*** Data provided

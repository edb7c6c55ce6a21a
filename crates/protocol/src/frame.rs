use crate::error::ProtocolError;
use pointserve_core::{Algorithm, GlobalBounds, PointAttributes, Variant};
use serde::{Deserialize, Serialize};

/// A control header: the small JSON message that pairs with at most one
/// following binary payload frame.
///
/// Field names are camelCase on the wire, matching the viewer client's
/// dialect. Failure results carry `success: false` and an `error` string
/// and are NOT followed by a binary frame.
#[derive(Debug, Clone, Serialize, Deserialize)]
#[serde(tag = "type")]
pub enum ControlFrame {
    #[serde(rename = "downsample-request", rename_all = "camelCase")]
    DownsampleRequest {
        request_id: u64,
        voxel_size: f32,
        #[serde(default, skip_serializing_if = "Option::is_none")]
        global_bounds: Option<GlobalBounds>,
        #[serde(default, skip_serializing_if = "Option::is_none")]
        variant: Option<Variant>,
    },

    #[serde(rename = "smooth-request", rename_all = "camelCase")]
    SmoothRequest {
        request_id: u64,
        smoothing_radius: f32,
        iterations: u32,
        #[serde(default, skip_serializing_if = "Option::is_none")]
        variant: Option<Variant>,
        /// Pass-through attributes, echoed back on the result and never
        /// forwarded to the worker.
        #[serde(default, skip_serializing_if = "Option::is_none")]
        colors: Option<Vec<f32>>,
        #[serde(default, skip_serializing_if = "Option::is_none")]
        intensities: Option<Vec<f32>>,
        #[serde(default, skip_serializing_if = "Option::is_none")]
        classifications: Option<Vec<u8>>,
    },

    #[serde(rename = "debug-request", rename_all = "camelCase")]
    DebugRequest {
        request_id: u64,
        voxel_size: f32,
        #[serde(default, skip_serializing_if = "Option::is_none")]
        global_bounds: Option<GlobalBounds>,
        #[serde(default, skip_serializing_if = "Option::is_none")]
        variant: Option<Variant>,
    },

    #[serde(rename = "downsample-result", rename_all = "camelCase")]
    DownsampleResult {
        request_id: u64,
        success: bool,
        #[serde(default, skip_serializing_if = "Option::is_none")]
        voxel_count: Option<usize>,
        #[serde(default, skip_serializing_if = "Option::is_none")]
        data_length: Option<usize>,
        #[serde(default, skip_serializing_if = "Option::is_none")]
        processing_time: Option<f64>,
        #[serde(default, skip_serializing_if = "Option::is_none")]
        error: Option<String>,
    },

    #[serde(rename = "smooth-result", rename_all = "camelCase")]
    SmoothResult {
        request_id: u64,
        success: bool,
        #[serde(default, skip_serializing_if = "Option::is_none")]
        data_length: Option<usize>,
        #[serde(default, skip_serializing_if = "Option::is_none")]
        processing_time: Option<f64>,
        #[serde(default, skip_serializing_if = "Option::is_none")]
        colors: Option<Vec<f32>>,
        #[serde(default, skip_serializing_if = "Option::is_none")]
        intensities: Option<Vec<f32>>,
        #[serde(default, skip_serializing_if = "Option::is_none")]
        classifications: Option<Vec<u8>>,
        #[serde(default, skip_serializing_if = "Option::is_none")]
        error: Option<String>,
    },

    #[serde(rename = "debug-result", rename_all = "camelCase")]
    DebugResult {
        request_id: u64,
        success: bool,
        #[serde(default, skip_serializing_if = "Option::is_none")]
        voxel_count: Option<usize>,
        #[serde(default, skip_serializing_if = "Option::is_none")]
        data_length: Option<usize>,
        #[serde(default, skip_serializing_if = "Option::is_none")]
        processing_time: Option<f64>,
        #[serde(default, skip_serializing_if = "Option::is_none")]
        error: Option<String>,
    },

    /// Connection-level error (protocol violations); carries no request id
    /// when the violation cannot be attributed to one.
    #[serde(rename = "error", rename_all = "camelCase")]
    Error {
        #[serde(default, skip_serializing_if = "Option::is_none")]
        request_id: Option<u64>,
        message: String,
    },
}

/// The operation parameters extracted from a request header, normalized for
/// dispatch.
#[derive(Debug, Clone, PartialEq)]
pub enum RequestParams {
    Downsample {
        voxel_size: f32,
        global_bounds: Option<GlobalBounds>,
    },
    Smooth {
        smoothing_radius: f32,
        iterations: u32,
    },
    VoxelDebug {
        voxel_size: f32,
        global_bounds: Option<GlobalBounds>,
    },
}

impl RequestParams {
    pub fn algorithm(&self) -> Algorithm {
        match self {
            RequestParams::Downsample { .. } => Algorithm::Downsample,
            RequestParams::Smooth { .. } => Algorithm::Smooth,
            RequestParams::VoxelDebug { .. } => Algorithm::VoxelDebug,
        }
    }

    /// Caller-level validation: rejected before any process is touched.
    pub fn validate(&self) -> Result<(), ProtocolError> {
        match self {
            RequestParams::Downsample { voxel_size, global_bounds }
            | RequestParams::VoxelDebug { voxel_size, global_bounds } => {
                if !voxel_size.is_finite() || *voxel_size <= 0.0 {
                    return Err(ProtocolError::InvalidParameter(format!(
                        "voxelSize must be a positive number, got {voxel_size}"
                    )));
                }
                if let Some(bounds) = global_bounds {
                    if !bounds.is_finite() {
                        return Err(ProtocolError::InvalidParameter(
                            "globalBounds must be finite".to_string(),
                        ));
                    }
                }
                Ok(())
            }
            RequestParams::Smooth { smoothing_radius, .. } => {
                if !smoothing_radius.is_finite() || *smoothing_radius <= 0.0 {
                    return Err(ProtocolError::InvalidParameter(format!(
                        "smoothingRadius must be a positive number, got {smoothing_radius}"
                    )));
                }
                Ok(())
            }
        }
    }
}

impl ControlFrame {
    pub fn from_json(text: &str) -> Result<Self, ProtocolError> {
        Ok(serde_json::from_str(text)?)
    }

    pub fn to_json(&self) -> String {
        // Serialization of these enums cannot fail: no non-string map keys,
        // no fallible Serialize impls.
        serde_json::to_string(self).unwrap_or_default()
    }

    pub fn request_id(&self) -> Option<u64> {
        match self {
            ControlFrame::DownsampleRequest { request_id, .. }
            | ControlFrame::SmoothRequest { request_id, .. }
            | ControlFrame::DebugRequest { request_id, .. }
            | ControlFrame::DownsampleResult { request_id, .. }
            | ControlFrame::SmoothResult { request_id, .. }
            | ControlFrame::DebugResult { request_id, .. } => Some(*request_id),
            ControlFrame::Error { request_id, .. } => *request_id,
        }
    }

    pub fn is_request(&self) -> bool {
        matches!(
            self,
            ControlFrame::DownsampleRequest { .. }
                | ControlFrame::SmoothRequest { .. }
                | ControlFrame::DebugRequest { .. }
        )
    }

    /// The backend variant a request asked for, defaulting to pooled.
    pub fn variant(&self) -> Variant {
        match self {
            ControlFrame::DownsampleRequest { variant, .. }
            | ControlFrame::SmoothRequest { variant, .. }
            | ControlFrame::DebugRequest { variant, .. } => variant.unwrap_or_default(),
            _ => Variant::default(),
        }
    }

    /// Normalized operation parameters; `None` for result/error frames.
    pub fn request_params(&self) -> Option<RequestParams> {
        match self {
            ControlFrame::DownsampleRequest { voxel_size, global_bounds, .. } => {
                Some(RequestParams::Downsample {
                    voxel_size: *voxel_size,
                    global_bounds: *global_bounds,
                })
            }
            ControlFrame::SmoothRequest { smoothing_radius, iterations, .. } => {
                Some(RequestParams::Smooth {
                    smoothing_radius: *smoothing_radius,
                    iterations: *iterations,
                })
            }
            ControlFrame::DebugRequest { voxel_size, global_bounds, .. } => {
                Some(RequestParams::VoxelDebug {
                    voxel_size: *voxel_size,
                    global_bounds: *global_bounds,
                })
            }
            _ => None,
        }
    }

    /// Pass-through attributes attached to a request header.
    pub fn passthrough(&self) -> PointAttributes {
        match self {
            ControlFrame::SmoothRequest { colors, intensities, classifications, .. } => {
                PointAttributes {
                    colors: colors.clone(),
                    intensities: intensities.clone(),
                    classifications: classifications.clone(),
                }
            }
            _ => PointAttributes::default(),
        }
    }

    /// Point count of the binary frame that follows this header, if any.
    /// Failure results declare no payload.
    pub fn declared_payload_points(&self) -> Option<usize> {
        match self {
            ControlFrame::DownsampleResult { success: true, data_length, .. }
            | ControlFrame::SmoothResult { success: true, data_length, .. }
            | ControlFrame::DebugResult { success: true, data_length, .. } => *data_length,
            _ => None,
        }
    }

    /// Build the success result header for an operation.
    pub fn success_result(
        algorithm: Algorithm,
        request_id: u64,
        point_count: usize,
        cell_count: Option<usize>,
        processing_time: f64,
        attributes: PointAttributes,
    ) -> Self {
        match algorithm {
            Algorithm::Downsample => ControlFrame::DownsampleResult {
                request_id,
                success: true,
                voxel_count: cell_count,
                data_length: Some(point_count),
                processing_time: Some(processing_time),
                error: None,
            },
            Algorithm::Smooth => ControlFrame::SmoothResult {
                request_id,
                success: true,
                data_length: Some(point_count),
                processing_time: Some(processing_time),
                colors: attributes.colors,
                intensities: attributes.intensities,
                classifications: attributes.classifications,
                error: None,
            },
            Algorithm::VoxelDebug => ControlFrame::DebugResult {
                request_id,
                success: true,
                voxel_count: cell_count,
                data_length: Some(point_count),
                processing_time: Some(processing_time),
                error: None,
            },
        }
    }

    /// Build the failure result header for an operation. Never followed by
    /// a binary frame.
    pub fn failure_result(algorithm: Algorithm, request_id: u64, error: String) -> Self {
        match algorithm {
            Algorithm::Downsample => ControlFrame::DownsampleResult {
                request_id,
                success: false,
                voxel_count: None,
                data_length: None,
                processing_time: None,
                error: Some(error),
            },
            Algorithm::Smooth => ControlFrame::SmoothResult {
                request_id,
                success: false,
                data_length: None,
                processing_time: None,
                colors: None,
                intensities: None,
                classifications: None,
                error: Some(error),
            },
            Algorithm::VoxelDebug => ControlFrame::DebugResult {
                request_id,
                success: false,
                voxel_count: None,
                data_length: None,
                processing_time: None,
                error: Some(error),
            },
        }
    }
}

#[cfg(test)]
mod tests {
    use super::*;

    #[test]
    fn test_request_wire_shape() {
        let frame = ControlFrame::DownsampleRequest {
            request_id: 7,
            voxel_size: 0.5,
            global_bounds: Some(GlobalBounds::new([0.0; 3], [10.0; 3])),
            variant: None,
        };
        let json: serde_json::Value = serde_json::from_str(&frame.to_json()).unwrap();
        assert_eq!(json["type"], "downsample-request");
        assert_eq!(json["requestId"], 7);
        assert_eq!(json["voxelSize"], 0.5);
        assert_eq!(json["globalBounds"]["maxY"], 10.0);
    }

    #[test]
    fn test_parse_smooth_request() {
        let text = r#"{"type":"smooth-request","requestId":3,"smoothingRadius":0.2,"iterations":2,"variant":"scripted"}"#;
        let frame = ControlFrame::from_json(text).unwrap();
        assert!(frame.is_request());
        assert_eq!(frame.request_id(), Some(3));
        assert_eq!(frame.variant(), Variant::Scripted);
        match frame.request_params().unwrap() {
            RequestParams::Smooth { smoothing_radius, iterations } => {
                assert_eq!(smoothing_radius, 0.2);
                assert_eq!(iterations, 2);
            }
            other => panic!("wrong params: {other:?}"),
        }
    }

    #[test]
    fn test_failure_result_declares_no_payload() {
        let frame = ControlFrame::failure_result(Algorithm::Smooth, 9, "boom".to_string());
        assert_eq!(frame.declared_payload_points(), None);
        let json: serde_json::Value = serde_json::from_str(&frame.to_json()).unwrap();
        assert_eq!(json["success"], false);
        assert_eq!(json["error"], "boom");
        assert!(json.get("dataLength").is_none());
    }

    #[test]
    fn test_success_result_declares_payload() {
        let frame = ControlFrame::success_result(
            Algorithm::Downsample,
            4,
            128,
            Some(128),
            12.5,
            PointAttributes::default(),
        );
        assert_eq!(frame.declared_payload_points(), Some(128));
        let json: serde_json::Value = serde_json::from_str(&frame.to_json()).unwrap();
        assert_eq!(json["type"], "downsample-result");
        assert_eq!(json["voxelCount"], 128);
    }

    #[test]
    fn test_validate_rejects_non_positive_sizes() {
        let params = RequestParams::Downsample { voxel_size: 0.0, global_bounds: None };
        assert!(params.validate().is_err());
        let params = RequestParams::Smooth { smoothing_radius: -1.0, iterations: 1 };
        assert!(params.validate().is_err());
        let params = RequestParams::Smooth { smoothing_radius: 0.5, iterations: 0 };
        assert!(params.validate().is_ok());
    }

    #[test]
    fn test_malformed_header_is_error() {
        assert!(matches!(
            ControlFrame::from_json("{\"type\":\"downsample-request\"}"),
            Err(ProtocolError::MalformedHeader(_))
        ));
    }
}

******

§ Work to complete: For the records above, state how many lines contain "Deserialize". Add nothing to the number.

§ Solution below: 2